WORK REQUIRED: The answer should be one number: how many lines in the records below contain the word "show".

Stored data entries:
────────────────────────────────────────
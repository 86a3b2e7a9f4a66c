use egui::{Color32, Stroke as EguiStroke, vec2};

use crate::PaintApp;
use crate::app::Dialog;
use crate::stroke::{BlendMode, Stroke};

const SWATCH_SIZE: f32 = 24.0;
const SWATCHES_PER_ROW: usize = 4;

fn describe(stroke: &Stroke) -> String {
    let tool = match stroke.style().blend_mode {
        BlendMode::Normal => "Stroke",
        BlendMode::Erase => "Erase",
    };
    format!("{} ({} seg)", tool, stroke.segments().len())
}

pub fn tools_panel(app: &mut PaintApp, ctx: &egui::Context) {
    egui::SidePanel::left("tools_panel")
        .resizable(true)
        .default_width(200.0)
        .show(ctx, |ui| {
            ui.heading("Tools");

            // Palette swatches
            let palette = app.palette().to_vec();
            let selected = app.current_color();
            egui::Grid::new("palette_grid").spacing([4.0, 4.0]).show(ui, |ui| {
                for (index, color) in palette.iter().enumerate() {
                    let outline = if selected == Some(index) {
                        EguiStroke::new(3.0, Color32::DARK_GRAY)
                    } else {
                        EguiStroke::new(1.0, Color32::GRAY)
                    };
                    let swatch = egui::Button::new("")
                        .fill(*color)
                        .stroke(outline)
                        .min_size(vec2(SWATCH_SIZE, SWATCH_SIZE));
                    if ui.add(swatch).clicked() {
                        log::info!("Color selected from palette: {:?}", color);
                        app.select_color(index);
                    }
                    if (index + 1) % SWATCHES_PER_ROW == 0 {
                        ui.end_row();
                    }
                }
            });
            ui.separator();

            ui.horizontal_wrapped(|ui| {
                if ui.button("🖌 Brush").clicked() {
                    app.open_dialog(Dialog::BrushSize);
                }
                if ui.button("⌫ Eraser").clicked() {
                    app.open_dialog(Dialog::EraserSize);
                }
                if ui.button("New").clicked() {
                    app.open_dialog(Dialog::NewDrawing);
                }
                if ui.button("Save").clicked() {
                    app.open_dialog(Dialog::SaveDrawing);
                }
            });
            ui.separator();

            // Undo/Redo section
            ui.horizontal(|ui| {
                let can_undo = app.surface().can_undo();
                let can_redo = app.surface().can_redo();

                if ui.add_enabled(can_undo, egui::Button::new("Undo")).clicked() {
                    app.undo();
                }
                if ui.add_enabled(can_redo, egui::Button::new("Redo")).clicked() {
                    app.redo();
                }
            });

            ui.separator();

            let history = app.surface().history();
            ui.horizontal(|ui| {
                ui.label(format!("Committed: {}", history.committed().len()));
                ui.label(format!("Undone: {}", history.undone().len()));
            });

            egui::Grid::new("stroke_history_grid")
                .num_columns(2)
                .spacing([40.0, 4.0])
                .striped(true)
                .show(ui, |ui| {
                    ui.strong("Committed");
                    ui.strong("Undone");
                    ui.end_row();

                    // Newest first, like the tops of two stacks
                    let mut committed = history.committed().iter().rev();
                    let mut undone = history.undone().iter().rev();
                    loop {
                        let (left, right) = (committed.next(), undone.next());
                        if left.is_none() && right.is_none() {
                            break;
                        }
                        ui.label(left.map(|s| describe(s)).unwrap_or_default());
                        ui.label(right.map(|s| describe(s)).unwrap_or_default());
                        ui.end_row();
                    }
                });

            if let Some(status) = app.status() {
                ui.separator();
                ui.label(status);
            }
        });
}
────────────────────────────────────────
WRITTEN ANSWER: 3